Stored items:
******************************
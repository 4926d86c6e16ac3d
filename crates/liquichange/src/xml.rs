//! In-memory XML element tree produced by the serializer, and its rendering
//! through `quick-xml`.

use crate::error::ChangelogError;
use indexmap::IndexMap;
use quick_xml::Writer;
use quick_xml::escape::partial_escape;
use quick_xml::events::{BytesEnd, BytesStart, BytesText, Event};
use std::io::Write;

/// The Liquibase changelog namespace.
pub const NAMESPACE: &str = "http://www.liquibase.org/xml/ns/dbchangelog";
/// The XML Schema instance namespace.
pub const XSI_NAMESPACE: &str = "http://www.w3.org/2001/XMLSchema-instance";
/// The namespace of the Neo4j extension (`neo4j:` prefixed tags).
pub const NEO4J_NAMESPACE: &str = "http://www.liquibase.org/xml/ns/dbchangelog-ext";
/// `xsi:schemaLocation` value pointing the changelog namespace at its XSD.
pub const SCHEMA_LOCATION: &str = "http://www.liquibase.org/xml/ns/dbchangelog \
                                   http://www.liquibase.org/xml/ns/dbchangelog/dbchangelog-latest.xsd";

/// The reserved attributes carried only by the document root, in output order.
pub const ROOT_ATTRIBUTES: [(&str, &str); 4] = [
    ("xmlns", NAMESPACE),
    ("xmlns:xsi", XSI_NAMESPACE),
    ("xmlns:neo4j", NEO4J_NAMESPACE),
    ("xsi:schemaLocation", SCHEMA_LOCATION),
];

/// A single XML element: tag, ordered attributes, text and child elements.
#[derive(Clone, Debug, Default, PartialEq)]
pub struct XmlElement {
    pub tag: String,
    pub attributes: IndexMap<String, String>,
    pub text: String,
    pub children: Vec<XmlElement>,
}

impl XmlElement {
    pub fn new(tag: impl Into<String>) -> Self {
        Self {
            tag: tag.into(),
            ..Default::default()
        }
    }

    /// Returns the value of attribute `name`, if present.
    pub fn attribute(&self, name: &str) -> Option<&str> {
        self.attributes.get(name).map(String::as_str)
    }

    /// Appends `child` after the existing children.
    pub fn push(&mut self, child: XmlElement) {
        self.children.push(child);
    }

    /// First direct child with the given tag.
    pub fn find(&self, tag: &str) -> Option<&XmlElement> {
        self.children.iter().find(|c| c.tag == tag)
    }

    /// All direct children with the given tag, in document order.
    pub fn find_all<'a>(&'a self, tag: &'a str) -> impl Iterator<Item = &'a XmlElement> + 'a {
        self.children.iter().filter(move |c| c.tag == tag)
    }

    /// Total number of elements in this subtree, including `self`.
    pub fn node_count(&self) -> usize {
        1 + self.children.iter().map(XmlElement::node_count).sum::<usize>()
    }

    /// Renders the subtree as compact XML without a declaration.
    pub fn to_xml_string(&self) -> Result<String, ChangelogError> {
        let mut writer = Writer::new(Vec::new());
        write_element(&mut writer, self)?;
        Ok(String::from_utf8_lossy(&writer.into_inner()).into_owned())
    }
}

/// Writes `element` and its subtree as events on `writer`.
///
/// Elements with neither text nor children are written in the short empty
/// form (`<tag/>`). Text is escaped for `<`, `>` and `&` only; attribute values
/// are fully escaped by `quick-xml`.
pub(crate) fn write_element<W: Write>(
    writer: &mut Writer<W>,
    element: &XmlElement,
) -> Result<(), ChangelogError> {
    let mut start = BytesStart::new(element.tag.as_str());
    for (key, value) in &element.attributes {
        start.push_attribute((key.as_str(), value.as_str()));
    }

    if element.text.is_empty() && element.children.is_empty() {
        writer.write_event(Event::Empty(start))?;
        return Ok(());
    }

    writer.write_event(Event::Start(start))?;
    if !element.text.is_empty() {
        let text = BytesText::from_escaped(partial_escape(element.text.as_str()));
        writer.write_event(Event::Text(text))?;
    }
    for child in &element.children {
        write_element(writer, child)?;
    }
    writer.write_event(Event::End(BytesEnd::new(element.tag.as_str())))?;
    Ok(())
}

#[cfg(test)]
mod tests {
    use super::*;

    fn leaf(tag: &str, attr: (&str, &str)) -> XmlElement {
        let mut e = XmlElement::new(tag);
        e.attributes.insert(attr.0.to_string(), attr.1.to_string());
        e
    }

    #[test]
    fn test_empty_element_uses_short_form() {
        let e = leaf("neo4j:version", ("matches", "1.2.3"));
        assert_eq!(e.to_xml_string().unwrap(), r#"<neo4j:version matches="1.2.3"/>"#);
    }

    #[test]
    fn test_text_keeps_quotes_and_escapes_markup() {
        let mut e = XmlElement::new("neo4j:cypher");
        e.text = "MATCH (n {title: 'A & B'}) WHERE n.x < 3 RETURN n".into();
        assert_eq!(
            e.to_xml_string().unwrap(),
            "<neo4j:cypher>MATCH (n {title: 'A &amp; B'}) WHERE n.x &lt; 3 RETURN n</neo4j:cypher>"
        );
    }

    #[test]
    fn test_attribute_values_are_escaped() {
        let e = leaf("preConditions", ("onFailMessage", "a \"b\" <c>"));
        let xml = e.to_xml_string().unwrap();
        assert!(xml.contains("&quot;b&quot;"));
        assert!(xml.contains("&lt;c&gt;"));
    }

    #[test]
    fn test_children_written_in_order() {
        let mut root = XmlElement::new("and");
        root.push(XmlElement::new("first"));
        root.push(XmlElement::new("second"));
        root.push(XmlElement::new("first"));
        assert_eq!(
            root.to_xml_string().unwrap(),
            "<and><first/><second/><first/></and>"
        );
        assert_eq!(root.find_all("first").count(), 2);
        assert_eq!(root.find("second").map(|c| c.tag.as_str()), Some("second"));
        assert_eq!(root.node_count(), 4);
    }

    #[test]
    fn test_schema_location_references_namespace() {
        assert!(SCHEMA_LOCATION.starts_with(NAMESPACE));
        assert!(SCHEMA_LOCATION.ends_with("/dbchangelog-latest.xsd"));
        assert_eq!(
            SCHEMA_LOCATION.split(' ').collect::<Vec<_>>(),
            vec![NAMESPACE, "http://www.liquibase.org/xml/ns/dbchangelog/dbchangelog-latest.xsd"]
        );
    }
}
******************************
WHAT THE TASK REQUIRES: Your answer should be one number: the count of lines in the records above that contain "usize".

TASK RESULT: 2